5.) Competitiveness – ahhh, and now we’ve reached the final and most powerful means to reach full over training potential! THE KEEPING UP WITH RUNNING JONES’s! Now while I am far less competitive than I once was, I still consider myself “very competitive”. I like to be the best I can be. I like to be better than the next runner chick, and I’m quick to do more than I’m capable of doing if it means beating her- training, racing, you name it. As childish as it sounds: I just like to win. It’s usually more in training that this destroys me, because I’m not into racing so much as I am training, but it hurts me just the same. I have pushed to win and ignored many serious body signals, resulting in several days and weeks off at a time. In the end, it’s just not worth it.

Pushing past smart barriers will always be my pitfall. I enjoy the challenge too much. However, the consequences of having absolutely zero drive, motivation, or ability to actually run were severe enough this time to finally teach me a lesson. And while I have no interest in turning into a pansy excuse of a runner, I have much interest in reaching my full potential as a human being. If I keep playing around and acting all stupid-like with this running crap, I’m gonna run myself into the ground. This past month sucked major,,and since I’m writing a post on “5 personality traits that led to my burnout” maybe I already HAVE run myself into the ground.  But at least I’m learning and identifying the things that dragged me down. I’m definitely taking note this time, and I’m going to learn from this. Because if I am not learning and growing, well I’m not really living. 

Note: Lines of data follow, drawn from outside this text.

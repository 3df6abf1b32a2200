//! URL template provider.
//!
//! Fills a URL template with the request geometry, for services that take a
//! bounding box and image size in a fixed URL layout (ArcGIS `export`,
//! MapServer CGI, custom renderers).
//!
//! # Placeholders
//!
//! - `{west}`, `{south}`, `{east}`, `{north}` - bounds edges in degrees
//! - `{bbox}` - `west,south,east,north`
//! - `{width}`, `{height}` - image size in pixels

use regex::Regex;

use crate::geo::GeoBounds;
use crate::provider::{ProviderError, ResourceUrlProvider};

const PLACEHOLDERS: &[&str] = &["west", "south", "east", "north", "bbox", "width", "height"];

/// Provider that renders a URL template.
///
/// # Example
///
/// ```
/// use nontiled::geo::GeoBounds;
/// use nontiled::provider::{ResourceUrlProvider, TemplateProvider};
///
/// let provider = TemplateProvider::new(
///     "https://maps.example.com/export?bbox={bbox}&size={width},{height}",
/// )
/// .unwrap();
/// let url = provider
///     .resource_url(&GeoBounds::new(1.0, 2.0, 3.0, 4.0), 640, 480)
///     .unwrap();
/// assert_eq!(url, "https://maps.example.com/export?bbox=2,1,4,3&size=640,480");
/// ```
#[derive(Debug, Clone)]
pub struct TemplateProvider {
    template: String,
    pattern: Regex,
}

impl TemplateProvider {
    /// Parse and validate a template.
    pub fn new(template: impl Into<String>) -> Result<Self, ProviderError> {
        let template = template.into();
        let pattern = Regex::new(r"\{([A-Za-z_]+)\}")
            .map_err(|e| ProviderError::InvalidTemplate(e.to_string()))?;

        let mut found = 0;
        for captures in pattern.captures_iter(&template) {
            let name = &captures[1];
            if !PLACEHOLDERS.contains(&name) {
                return Err(ProviderError::InvalidTemplate(format!(
                    "unknown placeholder {{{}}}",
                    name
                )));
            }
            found += 1;
        }
        if found == 0 {
            return Err(ProviderError::InvalidTemplate(format!(
                "no placeholders in '{}'",
                template
            )));
        }

        Ok(Self { template, pattern })
    }

    /// The template string.
    pub fn template(&self) -> &str {
        &self.template
    }
}

impl ResourceUrlProvider for TemplateProvider {
    fn resource_url(
        &self,
        bounds: &GeoBounds,
        width: u32,
        height: u32,
    ) -> Result<String, ProviderError> {
        let url = self
            .pattern
            .replace_all(&self.template, |captures: &regex::Captures| {
                match &captures[1] {
                    "west" => bounds.west.to_string(),
                    "south" => bounds.south.to_string(),
                    "east" => bounds.east.to_string(),
                    "north" => bounds.north.to_string(),
                    "bbox" => format!(
                        "{},{},{},{}",
                        bounds.west, bounds.south, bounds.east, bounds.north
                    ),
                    "width" => width.to_string(),
                    "height" => height.to_string(),
                    // Validated in new()
                    other => format!("{{{}}}", other),
                }
            });
        Ok(url.into_owned())
    }

    fn name(&self) -> &str {
        "Template"
    }
}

…And I love life WAY too much to not actually live it.

6 Replies to “5 Personality Traits That Led to My Burnout”

  1. Good for you Ash! I can’ wait to see how this year goes for you and all that you are going to do to LIVE YOUR life to the fullest. I really admire you for all the self-reflection you do. 🙂

    By the way, I have 4 of these traits but thankfully not the last one so I should be safe. I do think running is an addiction for me though. But it’s better than the ones I used to have…food & shopping. I just need to remember to keep it sane.

    1. You probably shouldn’t read my blog for awhile. I fear that canyons and such will most likely draw out the most intense type of deep and powerful self reflection possible. You will be on an Ashley Brain Trip Overdose!